● **Aim of the task**
Search the data for "crate". Return each matching line.

::::::::

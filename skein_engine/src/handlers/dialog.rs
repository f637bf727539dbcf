//! Dialog handlers: `ask <npc> about <topic>` and `talk to <npc>`.
//!
//! NPCs declare topics under `dialog_topics`. Each topic gates on player
//! flags, carried items, the NPC's state machine, and trust; discussing
//! one can set flags, unlock further topics, grant items, adjust trust
//! (with threshold transitions), and exhaust itself if `one_time`. A topic
//! may name a custom handler; a handler that speaks takes full ownership
//! of the exchange and the declarative effects are skipped.
//!
//! A keyword no topic claims falls through to the dialog-reaction
//! dispatcher, so reaction-only NPCs still answer.

use crate::accessor::StateAccessor;
use crate::action::{HandlerResult, NarrationData, ParsedAction};
use crate::behavior::{BehaviorModule, EventContext, HandlerFn};
use crate::handlers::{actor_and_location, display_name, require_object};
use crate::infra::apply_trust_change;
use crate::search::find_actor_by_name;
use crate::vocab::{VerbDef, Vocabulary};

use log::warn;
use skein_data::{Actor, ActorId, EntityRef, ItemId, Value};
use std::collections::BTreeMap;

pub fn module() -> BehaviorModule {
    BehaviorModule {
        path: "core.dialog",
        vocabulary: Vocabulary {
            verbs: vec![
                VerbDef::new("ask").with_synonyms(&["question"]).requires_object(),
                VerbDef::new("talk").with_synonyms(&["speak", "chat"]).requires_object(),
            ],
            prepositions: vec!["about".into(), "with".into()],
            ..Vocabulary::default()
        },
        handlers: vec![
            ("ask", handle_ask as HandlerFn),
            ("talk", handle_talk as HandlerFn),
        ],
        ..BehaviorModule::default()
    }
}

/// Topics the NPC can currently discuss, in declaration order.
pub fn available_topics(accessor: &StateAccessor, npc: &Actor) -> Vec<String> {
    let Some(player) = accessor.player() else {
        return Vec::new();
    };
    let Some(Value::Map(topics)) = npc.prop("dialog_topics") else {
        return Vec::new();
    };
    let discussed: Vec<&str> = npc
        .prop("discussed_topics")
        .map(Value::as_str_list)
        .unwrap_or_default();

    let mut available = Vec::new();
    for (topic_name, topic) in topics {
        let Value::Map(topic) = topic else {
            continue; // skip non-topic keys such as "handler"
        };

        if let Some(Value::Map(required_flags)) = topic.get("requires_flags") {
            let met = required_flags
                .iter()
                .all(|(flag, expected)| player.flag(flag) == Some(expected));
            if !met {
                continue;
            }
        }
        if let Some(required_items) = topic.get("requires_items") {
            let met = required_items
                .as_str_list()
                .iter()
                .all(|item| player.inventory.contains(&ItemId::from(*item)));
            if !met {
                continue;
            }
        }
        if topic.get("one_time").is_some_and(Value::truthy) && discussed.contains(&topic_name.as_str()) {
            continue;
        }
        if let Some(requires_state) = topic.get("requires_state") {
            let Some(machine) = npc.state_machine() else {
                continue;
            };
            let ok = match requires_state {
                Value::Str(state) => machine.current == *state,
                Value::List(_) => requires_state.as_str_list().contains(&machine.current.as_str()),
                _ => true,
            };
            if !ok {
                continue;
            }
        }
        if let Some(min_trust) = topic.get("requires_trust").and_then(Value::as_int) {
            let current = npc.trust_state().map(|t| t.current).unwrap_or(0);
            if current < min_trust {
                continue;
            }
        }
        available.push(topic_name.clone());
    }
    available
}

/// One representative keyword per available topic, as conversation hints.
pub fn topic_hints(accessor: &StateAccessor, npc: &Actor) -> Vec<String> {
    let topics = npc.prop("dialog_topics").cloned().unwrap_or_default();
    available_topics(accessor, npc)
        .into_iter()
        .filter_map(|name| {
            topics
                .get(&name)
                .and_then(|topic| topic.get("keywords"))
                .and_then(|keywords| keywords.as_list())
                .and_then(|list| list.first())
                .and_then(Value::as_str)
                .map(str::to_string)
        })
        .collect()
}

fn find_topic_by_keyword(npc: &Actor, query: &str) -> Option<String> {
    let Some(Value::Map(topics)) = npc.prop("dialog_topics") else {
        return None;
    };
    let query = query.to_lowercase();
    for (topic_name, topic) in topics {
        if !matches!(topic, Value::Map(_)) {
            continue;
        }
        let keywords = topic.get("keywords").map(Value::as_str_list).unwrap_or_default();
        for keyword in keywords {
            let keyword = keyword.to_lowercase();
            if keyword.contains(&query) || query.contains(&keyword) {
                return Some(topic_name.clone());
            }
        }
    }
    None
}

fn default_topic_reply(npc: &Actor) -> String {
    npc.prop_str("default_topic_summary")
        .map(str::to_string)
        .unwrap_or_else(|| format!("{} doesn't know about that.", npc.name))
}

/// Ask an NPC about something.
pub fn handle_ask(accessor: &mut StateAccessor, action: &ParsedAction) -> HandlerResult {
    let (actor_id, _) = match actor_and_location(accessor, action) {
        Ok(pair) => pair,
        Err(failure) => return failure,
    };
    let object = match require_object(action, "Ask whom?") {
        Ok(word) => word,
        Err(failure) => return failure,
    };
    let Some(topic_word) = action.indirect_object.as_ref() else {
        return HandlerResult::failure("Ask about what?".to_string());
    };
    let topic_text = topic_word.word.clone();

    let Some(npc_id) = find_actor_by_name(accessor, object, &actor_id) else {
        return HandlerResult::failure(format!("You don't see any {} here.", display_name(Some(object), None)));
    };
    let npc = accessor.get_actor(&npc_id).expect("npc was just found").clone();

    let matched = find_topic_by_keyword(&npc, &topic_text)
        .filter(|name| available_topics(accessor, &npc).contains(name));

    let Some(topic_name) = matched else {
        // no topic claims the keyword: give dialog reactions a chance
        let context = EventContext {
            actor_id: Some(actor_id.clone()),
            ..EventContext::default()
        }
        .with_extra("keyword", topic_text.as_str())
        .with_extra("dialog_text", action.raw_input.as_str());
        let reaction = accessor.invoke_behavior(&EntityRef::Actor(npc_id.clone()), "on_dialog_received", &context);
        if let Some(feedback) = reaction.feedback {
            return HandlerResult::success(feedback)
                .with_data(NarrationData::for_entity(npc_id.as_str(), npc.llm_context()));
        }
        return HandlerResult::success(default_topic_reply(&npc));
    };

    let topic = npc
        .prop("dialog_topics")
        .and_then(|topics| topics.get(&topic_name))
        .cloned()
        .unwrap_or_default();

    // handler escape hatch: feedback from the handler ends the exchange
    if let Some(handler_path) = topic.get("handler").and_then(Value::as_str) {
        if let Some(handler) = accessor.manager().resolve_named_handler(handler_path) {
            let context = EventContext {
                actor_id: Some(actor_id.clone()),
                ..EventContext::default()
            }
            .with_extra("keyword", topic_text.as_str())
            .with_extra("topic_name", topic_name.as_str());
            let verdict = handler(&EntityRef::Actor(npc_id.clone()), accessor, &context);
            match verdict {
                crate::behavior::Verdict::Handled { feedback: Some(feedback) } => {
                    return HandlerResult::success(feedback)
                        .with_data(NarrationData::for_entity(npc_id.as_str(), npc.llm_context()));
                },
                crate::behavior::Verdict::Veto { feedback } => {
                    return HandlerResult::failure(feedback.unwrap_or_else(|| default_topic_reply(&npc)));
                },
                _ => {}, // no feedback: fall through to declarative effects
            }
        } else {
            warn!("topic handler failed to load for {npc_id}.{topic_name}: {handler_path}");
        }
    }

    apply_topic_effects(accessor, &npc_id, &topic_name, &topic);

    let summary = topic
        .get("summary")
        .and_then(Value::as_str)
        .map(str::to_string)
        .unwrap_or_else(|| format!("{} discusses {topic_name}.", npc.name));
    HandlerResult::success(summary).with_data(NarrationData::for_entity(npc_id.as_str(), npc.llm_context()))
}

/// The declarative side of a discussed topic.
fn apply_topic_effects(accessor: &mut StateAccessor, npc_id: &ActorId, topic_name: &str, topic: &Value) {
    let player_id = ActorId::player();

    if let Some(Value::Map(sets_flags)) = topic.get("sets_flags") {
        if let Some(player) = accessor.state.player_mut() {
            for (flag, value) in sets_flags {
                player.set_flag(flag, value.clone());
            }
        }
    }

    let unlocks = topic.get("unlocks_topics").map(Value::as_str_list).unwrap_or_default();
    for unlock in unlocks {
        let mut changes = BTreeMap::new();
        changes.insert("+unlocked_topics".to_string(), Value::from(unlock));
        let already = accessor
            .get_actor(npc_id)
            .and_then(|npc| npc.prop("unlocked_topics"))
            .map(Value::as_str_list)
            .unwrap_or_default()
            .contains(&unlock);
        if !already {
            accessor.update(&EntityRef::Actor(npc_id.clone()), &changes, None, None);
        }
    }

    let grants = topic.get("grants_items").map(Value::as_str_list).unwrap_or_default();
    for item in grants {
        let item_id = ItemId::from(item);
        if accessor.get_item(&item_id).is_none() {
            warn!("topic '{topic_name}' grants unknown item '{item}'");
            continue;
        }
        let mut move_changes = BTreeMap::new();
        move_changes.insert("location".to_string(), Value::from(player_id.as_str()));
        accessor.update(&EntityRef::Item(item_id.clone()), &move_changes, None, None);
        let mut inv_changes = BTreeMap::new();
        inv_changes.insert("+inventory".to_string(), Value::from(item));
        accessor.update(&EntityRef::Actor(player_id.clone()), &inv_changes, None, None);
    }

    if topic.get("one_time").is_some_and(Value::truthy) {
        let mut changes = BTreeMap::new();
        changes.insert("+discussed_topics".to_string(), Value::from(topic_name));
        accessor.update(&EntityRef::Actor(npc_id.clone()), &changes, None, None);
    }

    if let Some(delta) = topic.get("trust_delta").and_then(Value::as_int) {
        if delta != 0 {
            apply_trust_change(accessor, npc_id, delta, topic.get("trust_transitions"));
        }
    }
}

/// General talk: hint at what the NPC will discuss.
pub fn handle_talk(accessor: &mut StateAccessor, action: &ParsedAction) -> HandlerResult {
    let (actor_id, _) = match actor_and_location(accessor, action) {
        Ok(pair) => pair,
        Err(failure) => return failure,
    };
    let object = match require_object(action, "Talk to whom?") {
        Ok(word) => word,
        Err(failure) => return failure,
    };
    let Some(npc_id) = find_actor_by_name(accessor, object, &actor_id) else {
        return HandlerResult::failure(format!("You don't see any {} here.", display_name(Some(object), None)));
    };
    let npc = accessor.get_actor(&npc_id).expect("npc was just found").clone();

    let hints = topic_hints(accessor, &npc);
    if hints.is_empty() {
        return HandlerResult::success(format!("{} has nothing to discuss right now.", npc.name));
    }
    HandlerResult::success(format!("You could ask {} about: {}.", npc.name, hints.join(", ")))
        .with_data(NarrationData::for_entity(npc_id.as_str(), npc.llm_context()))
}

::::::::

● **Output of the task**
use crate::accessor::StateAccessor;
use crate::action::{HandlerResult, NarrationData, ParsedAction};
use crate::behavior::{BehaviorModule, EventContext, HandlerFn};
use crate::handlers::{actor_and_location, display_name, require_object};
use crate::infra::apply_trust_change;
use crate::search::find_actor_by_name;
use crate::vocab::{VerbDef, Vocabulary};
                crate::behavior::Verdict::Handled { feedback: Some(feedback) } => {
                crate::behavior::Verdict::Veto { feedback } => {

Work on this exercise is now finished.